The IDT provides human resource decision makers with a tool for determining the correct line of action when dealing with personnel in the wake of a patient safety issue. The overwhelming course of action before the IDT's implementation was a suspension for the health practitioner. The IDT proposes several different options for managers to consider after working their way through the tree. Applying the IDT allows the manager to implement fair and consistent actions resulting from patient safety mishaps.
The decision maker must think through the system and organization variables in the management of error from the prompts displayed throughout the tree. There are four consecutive trees a manager must consider about the situation. The first is the deliberate harm test (harm is intended), the incapacity test (the practitioner is sick, on medication, or has substance abuse problems), the foresight test (uncertain about protocal, protocal is unstated or poorly adhered to), and the substitution test (an equal would have acted differently).
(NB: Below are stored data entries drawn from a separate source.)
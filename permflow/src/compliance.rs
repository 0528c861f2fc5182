//! Compliance checker
//!
//! Diagnostic pass over a batch before any prompt is shown. It never mutates
//! the batch; the first violation is returned as a [`ConfigurationError`].

use permflow_api::ManifestSnapshot;

use crate::error::ConfigurationError;
use crate::permission::{ComplianceContext, Permission};
use crate::platform::Platform;

/// Validates a batch against the running system and the declared rights
pub struct ComplianceChecker<'a> {
    platform: &'a dyn Platform,
    manifest: Option<&'a ManifestSnapshot>,
}

impl<'a> ComplianceChecker<'a> {
    pub fn new(platform: &'a dyn Platform) -> Self {
        Self {
            platform,
            manifest: None,
        }
    }

    /// Enable the declaration rules
    pub fn with_manifest(mut self, manifest: &'a ManifestSnapshot) -> Self {
        self.manifest = Some(manifest);
        self
    }

    /// Check every right in order, stopping at the first violation
    pub fn check(&self, batch: &[Permission]) -> Result<(), ConfigurationError> {
        if batch.is_empty() {
            tracing::warn!("Compliance failed: empty batch");
            return Err(ConfigurationError::EmptyBatch);
        }

        let ctx = ComplianceContext {
            platform: self.platform,
            batch,
            manifest: self.manifest,
        };

        for permission in batch {
            if let Err(e) = permission.check_compliance(&ctx) {
                tracing::warn!(permission = %permission, error = %e, "Compliance failed");
                return Err(e);
            }
        }

        tracing::debug!(
            count = batch.len(),
            manifest = self.manifest.is_some(),
            "Compliance passed"
        );
        Ok(())
    }
}

#[cfg(test)]
mod tests {
    use super::*;
    use crate::catalog::{self, names};
    use crate::platform::MemoryPlatform;
    use permflow_api::version;

    #[test]
    fn test_empty_batch_rejected() {
        let platform = MemoryPlatform::new(version::ANDROID_13);
        assert_eq!(
            ComplianceChecker::new(&platform).check(&[]),
            Err(ConfigurationError::EmptyBatch)
        );
    }

    #[test]
    fn test_background_before_foreground_fails() {
        let platform = MemoryPlatform::new(version::ANDROID_13);
        let checker = ComplianceChecker::new(&platform);

        let wrong = [catalog::access_background_location(), catalog::access_fine_location()];
        let err = checker.check(&wrong).unwrap_err();
        assert_eq!(
            err,
            ConfigurationError::PrerequisiteOrder {
                permission: names::ACCESS_BACKGROUND_LOCATION.into(),
                prerequisite: names::ACCESS_FINE_LOCATION.into(),
            }
        );
        let message = err.to_string();
        assert!(message.contains(names::ACCESS_BACKGROUND_LOCATION));
        assert!(message.contains(names::ACCESS_FINE_LOCATION));

        let right = [catalog::access_fine_location(), catalog::access_background_location()];
        assert!(checker.check(&right).is_ok());
    }

    #[test]
    fn test_missing_foreground_fails() {
        let platform = MemoryPlatform::new(version::ANDROID_13);
        let err = ComplianceChecker::new(&platform)
            .check(&[catalog::body_sensors_background()])
            .unwrap_err();
        assert!(matches!(err, ConfigurationError::MissingPrerequisite { .. }));
    }

    #[test]
    fn test_target_sdk_too_low() {
        let platform = MemoryPlatform::new(version::ANDROID_13).with_target_sdk(version::ANDROID_12);
        let err = ComplianceChecker::new(&platform)
            .check(&[catalog::post_notifications()])
            .unwrap_err();
        assert_eq!(
            err,
            ConfigurationError::TargetSdkTooLow {
                permission: names::POST_NOTIFICATIONS.into(),
                required: version::ANDROID_13,
                actual: version::ANDROID_12,
            }
        );
    }

    #[test]
    fn test_manifest_rules_only_with_snapshot() {
        let platform = MemoryPlatform::new(version::ANDROID_13);
        let batch = [catalog::camera()];

        assert!(ComplianceChecker::new(&platform).check(&batch).is_ok());

        let manifest = ManifestSnapshot::new();
        let err = ComplianceChecker::new(&platform)
            .with_manifest(&manifest)
            .check(&batch)
            .unwrap_err();
        assert_eq!(err.permission(), Some(names::CAMERA));
    }

    #[test]
    fn test_first_violation_wins() {
        let platform = MemoryPlatform::new(version::ANDROID_13);
        let manifest = ManifestSnapshot::new().declare(names::RECORD_AUDIO);
        let err = ComplianceChecker::new(&platform)
            .with_manifest(&manifest)
            .check(&[catalog::record_audio(), catalog::camera(), catalog::read_contacts()])
            .unwrap_err();
        assert_eq!(
            err,
            ConfigurationError::NotDeclared {
                permission: names::CAMERA.into()
            }
        );
    }
}
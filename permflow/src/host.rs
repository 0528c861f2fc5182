//! Request host abstraction
//!
//! The host is the UI context that shows runtime prompts and opens settings
//! pages. The engine only drives it; it never renders anything itself.

use async_trait::async_trait;
use permflow_api::{RequestCode, SettingsDestination};
use std::collections::{HashMap, HashSet};
use std::sync::atomic::{AtomicBool, Ordering};
use std::sync::{Arc, Mutex};

use crate::error::HostError;
use crate::platform::{MemoryPlatform, SpecialAccess};

/// UI context able to prompt and navigate
///
/// One host serves one request cycle at a time. Implementations resolve the
/// futures once the user is back: after answering a prompt, or after leaving
/// a settings page that was opened with a request code.
#[async_trait]
pub trait RequestHost: Send + Sync {
    /// Whether the host can still show UI (not detached or destroyed)
    fn is_usable(&self) -> bool;

    /// Show the runtime prompt for the given names
    async fn request_runtime_prompt(
        &self,
        names: &[String],
        request_code: RequestCode,
    ) -> Result<(), HostError>;

    /// Open a settings page
    ///
    /// Without a request code the navigation is fire-and-forget.
    async fn navigate_to(
        &self,
        destination: &SettingsDestination,
        request_code: Option<RequestCode>,
    ) -> Result<(), HostError>;

    /// Show rationale text before prompting
    async fn show_description(&self, _text: &str) {}
}

// ============================================================================
// Recording Host (for testing)
// ============================================================================

/// How the scripted user answers a runtime prompt
#[derive(Debug, Clone, Copy, PartialEq, Eq, Default)]
pub enum PromptAnswer {
    Grant,
    /// Deny, the system will ask again
    #[default]
    Deny,
    /// Deny and tick "don't ask again"
    DenyPermanently,
}

/// Scripted user behavior for [`RecordingHost`]
#[derive(Debug, Clone, Default)]
pub struct HostScript {
    answers: HashMap<String, PromptAnswer>,
    default_answer: PromptAnswer,
    enable_on_settings: Vec<SpecialAccess>,
    grant_on_settings: Vec<String>,
    unavailable: HashSet<String>,
    detach_on_prompt: bool,
}

/// Something the host was asked to do
#[derive(Debug, Clone, PartialEq, Eq)]
pub enum HostEvent {
    Prompt {
        names: Vec<String>,
        request_code: RequestCode,
    },
    Navigate {
        destination: SettingsDestination,
        request_code: Option<RequestCode>,
    },
    Description(String),
}

/// Host that records every interaction and answers from a [`HostScript`]
///
/// Answers are written into a shared [`MemoryPlatform`], so the engine
/// observes them exactly as it would observe a real user.
#[derive(Debug)]
pub struct RecordingHost {
    platform: Arc<MemoryPlatform>,
    script: HostScript,
    events: Mutex<Vec<HostEvent>>,
    usable: AtomicBool,
}

impl RecordingHost {
    /// Host that denies every prompt and changes nothing in settings
    pub fn new(platform: Arc<MemoryPlatform>) -> Self {
        Self {
            platform,
            script: HostScript::default(),
            events: Mutex::new(Vec::new()),
            usable: AtomicBool::new(true),
        }
    }

    /// Answer prompts for `name` with `answer`
    pub fn answer(mut self, name: impl Into<String>, answer: PromptAnswer) -> Self {
        self.script.answers.insert(name.into(), answer);
        self
    }

    /// Answer for names without an explicit answer
    pub fn default_answer(mut self, answer: PromptAnswer) -> Self {
        self.script.default_answer = answer;
        self
    }

    /// Turn a special access switch on whenever a settings page is visited
    pub fn enable_on_settings(mut self, access: SpecialAccess) -> Self {
        self.script.enable_on_settings.push(access);
        self
    }

    /// Grant a right whenever a settings page is visited
    pub fn grant_on_settings(mut self, name: impl Into<String>) -> Self {
        self.script.grant_on_settings.push(name.into());
        self
    }

    /// Make navigation to `action` fail
    pub fn unavailable_destination(mut self, action: impl Into<String>) -> Self {
        self.script.unavailable.insert(action.into());
        self
    }

    /// Detach while the first prompt is showing
    pub fn detach_on_prompt(mut self) -> Self {
        self.script.detach_on_prompt = true;
        self
    }

    /// Mark the host as destroyed
    pub fn detach(&self) {
        self.usable.store(false, Ordering::SeqCst);
    }

    /// All recorded events
    pub fn events(&self) -> Vec<HostEvent> {
        self.lock().clone()
    }

    /// Name lists of every prompt shown
    pub fn prompts(&self) -> Vec<Vec<String>> {
        self.lock()
            .iter()
            .filter_map(|e| match e {
                HostEvent::Prompt { names, .. } => Some(names.clone()),
                _ => None,
            })
            .collect()
    }

    /// Every destination navigated to
    pub fn navigations(&self) -> Vec<SettingsDestination> {
        self.lock()
            .iter()
            .filter_map(|e| match e {
                HostEvent::Navigate { destination, .. } => Some(destination.clone()),
                _ => None,
            })
            .collect()
    }

    pub fn event_count(&self) -> usize {
        self.lock().len()
    }

    fn record(&self, event: HostEvent) {
        self.lock().push(event);
    }

    fn lock(&self) -> std::sync::MutexGuard<'_, Vec<HostEvent>> {
        self.events.lock().unwrap_or_else(|e| e.into_inner())
    }

    fn apply_answer(&self, name: &str) {
        let answer = self
            .script
            .answers
            .get(name)
            .copied()
            .unwrap_or(self.script.default_answer);
        match answer {
            PromptAnswer::Grant => self.platform.grant(name),
            PromptAnswer::Deny => {
                self.platform.revoke(name);
                self.platform.set_rationale(name, true);
            }
            PromptAnswer::DenyPermanently => {
                self.platform.revoke(name);
                self.platform.set_rationale(name, false);
            }
        }
    }
}

#[async_trait]
impl RequestHost for RecordingHost {
    fn is_usable(&self) -> bool {
        self.usable.load(Ordering::SeqCst)
    }

    async fn request_runtime_prompt(
        &self,
        names: &[String],
        request_code: RequestCode,
    ) -> Result<(), HostError> {
        self.record(HostEvent::Prompt {
            names: names.to_vec(),
            request_code,
        });
        if self.script.detach_on_prompt {
            self.detach();
            return Err(HostError::Detached);
        }
        for name in names {
            self.apply_answer(name);
        }
        Ok(())
    }

    async fn navigate_to(
        &self,
        destination: &SettingsDestination,
        request_code: Option<RequestCode>,
    ) -> Result<(), HostError> {
        if !self.is_usable() {
            return Err(HostError::Detached);
        }
        if self.script.unavailable.contains(&destination.action) {
            return Err(HostError::DestinationUnavailable(destination.to_string()));
        }
        self.record(HostEvent::Navigate {
            destination: destination.clone(),
            request_code,
        });
        for access in &self.script.enable_on_settings {
            self.platform.set_special_access(*access, true);
        }
        for name in &self.script.grant_on_settings {
            self.platform.grant(name.clone());
        }
        Ok(())
    }

    async fn show_description(&self, text: &str) {
        self.record(HostEvent::Description(text.to_string()));
    }
}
Each subsequent test is applied after the previous test was deemed inappropriate.
The pilot use of the IDT resulted in fewer suspensions for health care practitioners. Also, this lessened to a certain extent the "blame culture" associated with health care providers about self-reporting patient safety issues. Managers focused more on the "what" of the situation, rather than the "who."
A certain weakness was noted when human resource decision makers used the paper version of the IDT. Some decision makers chose suspension as the course of action and then worked backwards through the tree to justify their course of action.